During an assessment under our new approach
16 July to 07 August 2025. The service is a domiciliary care agency (DCA) providing support to people in their own homes. At the time of the assessment there were 2 people using the service. We undertook this assessment to check improvements had been made to the service following our last inspection.
The provider was previously in breach of legal regulations related to safeguarding, safe care and treatment, good governance and consent to care and treatment. Some improvements were found during this assessment, but the provider remained in breach of the regulations related to safeguarding, governance and consent to care and treatment.
At this inspection, a new financial transaction system had been implemented to demonstrate any shopping the provider did for a person. However, the required processes had not always been followed, and not all expenditure had been accounted for. This did not ensure the system was effective in minimising the risk of financial abuse.
The provider did not have a policy for recruiting volunteers and safe recruitment practice was not being followed. This did not ensure the most recent member of the team was safe to be at the service.
The provider could not accurately describe the main principles of safeguarding and did not demonstrate an objective approach to the management of complaints. The provider had not completed safeguarding training for managers as agreed at the last inspection. This did not ensure any safeguarding or poor practice were appropriately identified or addressed. Records did not demonstrate consent to care and treatment was always sought in line with legislation or their own policy. This did not ensure decisions were made in the person’s best interests.

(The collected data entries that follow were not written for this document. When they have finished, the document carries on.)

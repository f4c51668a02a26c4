// PlantData Testdata - Defect injection
// Copyright (c) 2025 David Martin Venti
//
// Dual-licensed under AGPL-3.0 and Commercial License.
// See LICENSE file for details.

//! Defect injection.
//!
//! Raw plant feeds carry a small zoo of recurring defects. This module
//! decides where each one goes so that a pipeline run over the result has
//! exactly predictable quality counts:
//!
//! - turbine-level defects (duplicate rows, temperature spikes, stuck vane
//!   and stuck temperature runs) each get their own slot of the SCADA time
//!   axis, so no two of them touch on the same turbine;
//! - reanalysis defects (missing hours, duplicated columns) are placed
//!   mid-series.

use serde::{Deserialize, Serialize};

/// Temperature written by a spike, well outside any plausible range.
pub const SPIKE_TEMPERATURE: f64 = 50.0;

/// How many defects of each kind to inject.
#[derive(Debug, Clone, PartialEq, Serialize, Deserialize)]
pub struct DefectConfig {
    /// SCADA rows emitted twice.
    pub duplicate_rows: usize,
    /// SCADA temperature cells replaced with [`SPIKE_TEMPERATURE`].
    pub temperature_spikes: usize,
    /// Runs of unchanged wind-vane readings.
    pub stuck_vane_runs: usize,
    /// Samples per stuck vane run.
    pub stuck_vane_length: usize,
    /// Runs of unchanged temperature readings.
    pub stuck_temperature_runs: usize,
    /// Samples per stuck temperature run.
    pub stuck_temperature_length: usize,
    /// Consecutive hours removed from the first reanalysis product.
    pub reanalysis_gap_hours: usize,
    /// Emit the wind-speed column of the second reanalysis product twice.
    pub duplicate_reanalysis_column: bool,
    /// Asset-table rows with no SCADA data behind them.
    pub spare_assets: usize,
}

impl Default for DefectConfig {
    fn default() -> Self {
        Self {
            duplicate_rows: 1,
            temperature_spikes: 1,
            stuck_vane_runs: 1,
            stuck_vane_length: 5,
            stuck_temperature_runs: 1,
            stuck_temperature_length: 24,
            reanalysis_gap_hours: 3,
            duplicate_reanalysis_column: true,
            spare_assets: 1,
        }
    }
}

impl DefectConfig {
    /// A clean plant.
    pub fn none() -> Self {
        Self {
            duplicate_rows: 0,
            temperature_spikes: 0,
            stuck_vane_runs: 0,
            stuck_vane_length: 5,
            stuck_temperature_runs: 0,
            stuck_temperature_length: 24,
            reanalysis_gap_hours: 0,
            duplicate_reanalysis_column: false,
            spare_assets: 0,
        }
    }

    /// Number of turbine-level defects.
    pub fn turbine_defects(&self) -> usize {
        self.duplicate_rows + self.temperature_spikes + self.stuck_vane_runs + self.stuck_temperature_runs
    }

    /// Longest run any turbine-level defect occupies.
    pub fn longest_run(&self) -> usize {
        let mut longest = 1;
        if self.stuck_vane_runs > 0 {
            longest = longest.max(self.stuck_vane_length);
        }
        if self.stuck_temperature_runs > 0 {
            longest = longest.max(self.stuck_temperature_length);
        }
        longest
    }
}

/// Kind of an injected turbine-level defect.
#[derive(Debug, Clone, Copy, PartialEq, Eq, Serialize, Deserialize)]
pub enum DefectKind {
    DuplicateRow,
    TemperatureSpike,
    StuckVane,
    StuckTemperature,
}

impl DefectKind {
    /// Quality-report counter the defect is expected to move.
    pub fn expected_effect(&self) -> &'static str {
        match self {
            DefectKind::DuplicateRow => "duplicates_removed",
            DefectKind::TemperatureSpike => "range_cells_nulled",
            DefectKind::StuckVane | DefectKind::StuckTemperature => "stuck_runs",
        }
    }
}

/// One placed turbine-level defect.
#[derive(Debug, Clone, Copy, PartialEq, Eq, Serialize, Deserialize)]
pub struct Placement {
    pub kind: DefectKind,
    /// Index into the turbine list.
    pub turbine: usize,
    /// First affected SCADA sample.
    pub start_sample: usize,
    /// Affected samples (1 for point defects).
    pub length: usize,
}

impl Placement {
    pub fn covers(&self, turbine: usize, sample: usize) -> bool {
        self.turbine == turbine && sample >= self.start_sample && sample < self.start_sample + self.length
    }
}

/// Where every defect of a [`DefectConfig`] lands.
#[derive(Debug, Clone, Default, PartialEq, Serialize, Deserialize)]
pub struct DefectPlan {
    pub placements: Vec<Placement>,
    /// Removed reanalysis hours, as an index range into the hourly series.
    pub reanalysis_gap: Option<(usize, usize)>,
}

impl DefectPlan {
    /// Lay out the defects over `samples` SCADA samples of `turbines`
    /// turbines and `hours` reanalysis hours.
    ///
    /// Returns `None` when the series is too short to keep the defects
    /// apart.
    pub fn layout(config: &DefectConfig, turbines: usize, samples: usize, hours: usize) -> Option<Self> {
        let mut plan = Self::default();

        let count = config.turbine_defects();
        if count > 0 {
            if turbines == 0 {
                return None;
            }
            // one slot per defect plus a margin, each long enough for the
            // longest run with a clean sample on both sides
            let slot = samples / (count + 1);
            if slot < config.longest_run() + 2 {
                return None;
            }

            let kinds = std::iter::repeat(DefectKind::DuplicateRow)
                .take(config.duplicate_rows)
                .chain(std::iter::repeat(DefectKind::TemperatureSpike).take(config.temperature_spikes))
                .chain(std::iter::repeat(DefectKind::StuckVane).take(config.stuck_vane_runs))
                .chain(std::iter::repeat(DefectKind::StuckTemperature).take(config.stuck_temperature_runs));

            for (j, kind) in kinds.enumerate() {
                let length = match kind {
                    DefectKind::StuckVane => config.stuck_vane_length,
                    DefectKind::StuckTemperature => config.stuck_temperature_length,
                    _ => 1,
                };
                plan.placements.push(Placement {
                    kind,
                    turbine: j % turbines,
                    start_sample: (j + 1) * slot,
                    length,
                });
            }
        }

        if config.reanalysis_gap_hours > 0 {
            let start = hours / 2;
            // keep at least one real hour on each side of the hole
            if start == 0 || start + config.reanalysis_gap_hours >= hours {
                return None;
            }
            plan.reanalysis_gap = Some((start, start + config.reanalysis_gap_hours));
        }

        Some(plan)
    }

    /// Defect of `kind` covering a turbine sample, if any.
    pub fn at(&self, kind: DefectKind, turbine: usize, sample: usize) -> Option<&Placement> {
        self.placements
            .iter()
            .find(|p| p.kind == kind && p.covers(turbine, sample))
    }

    pub fn count(&self, kind: DefectKind) -> usize {
        self.placements.iter().filter(|p| p.kind == kind).count()
    }

    /// Whether reanalysis hour `hour` was removed.
    pub fn is_gap_hour(&self, hour: usize) -> bool {
        matches!(self.reanalysis_gap, Some((start, end)) if hour >= start && hour < end)
    }
}

#[cfg(test)]
mod tests {
    use super::*;

    #[test]
    fn test_placements_do_not_overlap() {
        let plan = DefectPlan::layout(&DefectConfig::default(), 1, 144, 24).unwrap();
        assert_eq!(plan.placements.len(), 4);

        for (i, a) in plan.placements.iter().enumerate() {
            for b in &plan.placements[i + 1..] {
                assert!(a.start_sample + a.length < b.start_sample);
            }
        }
        let last = plan.placements.last().unwrap();
        assert!(last.start_sample + last.length < 144);
    }

    #[test]
    fn test_turbines_rotate() {
        let plan = DefectPlan::layout(&DefectConfig::default(), 4, 288, 48).unwrap();
        let turbines: Vec<usize> = plan.placements.iter().map(|p| p.turbine).collect();
        assert_eq!(turbines, vec![0, 1, 2, 3]);
        assert_eq!(plan.count(DefectKind::StuckVane), 1);
    }

    #[test]
    fn test_too_short_series() {
        assert!(DefectPlan::layout(&DefectConfig::default(), 4, 40, 24).is_none());
        assert!(DefectPlan::layout(&DefectConfig::none(), 4, 40, 24).is_some());
    }

    #[test]
    fn test_reanalysis_gap() {
        let plan = DefectPlan::layout(&DefectConfig::default(), 4, 144, 24).unwrap();
        assert_eq!(plan.reanalysis_gap, Some((12, 15)));
        assert!(plan.is_gap_hour(12));
        assert!(plan.is_gap_hour(14));
        assert!(!plan.is_gap_hour(15));
    }

    #[test]
    fn test_lookup() {
        let plan = DefectPlan::layout(&DefectConfig::default(), 4, 144, 24).unwrap();
        let vane = plan.placements[2];
        assert_eq!(vane.kind, DefectKind::StuckVane);
        assert!(plan.at(DefectKind::StuckVane, vane.turbine, vane.start_sample + 4).is_some());
        assert!(plan.at(DefectKind::StuckVane, vane.turbine, vane.start_sample + 5).is_none());
        assert_eq!(DefectKind::DuplicateRow.expected_effect(), "duplicates_removed");
    }
}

An action plan following the last inspection had been developed. However, the provider could not discuss the actions taken so far or what else was needed to develop the service further. This demonstrated the provider was not proactive and did not have the knowledge to implement the changes required.
The provider told us people were happy with the service they received. However, there was not a formal system to gain people’s views. This did not ensure people’s feedback was used to direct the development of the service.
Staff told us the culture of the service had improved, and the provider was now more open and empowering. There continued to be a very small staff team which enabled consistency of care and staff to know people well.
The provider told us there were enough staff to support existing care packages. Staff training had been reinstated, and a range of subjects had been completed. The provider continued to speak to staff daily, and a more formal supervision system was followed. However, this included staff supervising the providers, which did not ensure objective feedback.
Risks people faced had been identified and records showed the action required to minimize harm. Additional detail had been added to care planning and people’s needs and wishes were stated. Improvements had been made to ensure the safe management of people’s medicines. This included clearer instructions for the administration of medicines and topical creams.